--- Task item ---
Among the lines below, return each one that contains the word "repository".

Start of Source material

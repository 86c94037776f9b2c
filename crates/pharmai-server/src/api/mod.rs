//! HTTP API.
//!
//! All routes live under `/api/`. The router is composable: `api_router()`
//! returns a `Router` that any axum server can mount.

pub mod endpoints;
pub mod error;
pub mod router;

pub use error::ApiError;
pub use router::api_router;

End of Source material
Start of Source material

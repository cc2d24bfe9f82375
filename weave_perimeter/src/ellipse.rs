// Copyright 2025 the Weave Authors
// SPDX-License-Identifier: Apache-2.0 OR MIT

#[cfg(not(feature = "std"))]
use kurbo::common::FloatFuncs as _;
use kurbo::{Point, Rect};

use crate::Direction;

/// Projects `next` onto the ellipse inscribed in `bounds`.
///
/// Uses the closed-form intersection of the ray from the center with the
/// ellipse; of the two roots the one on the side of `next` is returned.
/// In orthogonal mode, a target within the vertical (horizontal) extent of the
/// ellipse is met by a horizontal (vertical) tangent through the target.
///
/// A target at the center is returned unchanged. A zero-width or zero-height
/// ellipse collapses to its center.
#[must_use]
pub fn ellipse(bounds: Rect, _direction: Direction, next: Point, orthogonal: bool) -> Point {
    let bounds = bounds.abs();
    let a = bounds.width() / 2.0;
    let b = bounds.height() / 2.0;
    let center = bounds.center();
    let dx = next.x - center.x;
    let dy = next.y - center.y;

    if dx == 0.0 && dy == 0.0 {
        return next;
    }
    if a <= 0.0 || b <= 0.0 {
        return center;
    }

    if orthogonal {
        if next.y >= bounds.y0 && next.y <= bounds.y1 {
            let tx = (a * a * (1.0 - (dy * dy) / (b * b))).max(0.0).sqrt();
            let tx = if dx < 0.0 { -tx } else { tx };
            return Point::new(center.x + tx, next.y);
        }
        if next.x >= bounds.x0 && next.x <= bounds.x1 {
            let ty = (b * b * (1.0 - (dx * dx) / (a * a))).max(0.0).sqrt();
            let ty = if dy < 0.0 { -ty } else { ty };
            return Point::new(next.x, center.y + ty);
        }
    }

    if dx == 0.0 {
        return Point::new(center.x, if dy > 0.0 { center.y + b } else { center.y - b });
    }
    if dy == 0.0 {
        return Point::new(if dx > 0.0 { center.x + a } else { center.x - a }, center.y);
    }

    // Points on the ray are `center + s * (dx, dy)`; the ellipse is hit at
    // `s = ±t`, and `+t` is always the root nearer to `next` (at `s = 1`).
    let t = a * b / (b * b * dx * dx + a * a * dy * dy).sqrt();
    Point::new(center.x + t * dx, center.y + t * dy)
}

End of Source material

--- Solved problem ---
repository 86c94037776f9b2c
repository cc2d24bfe9f82375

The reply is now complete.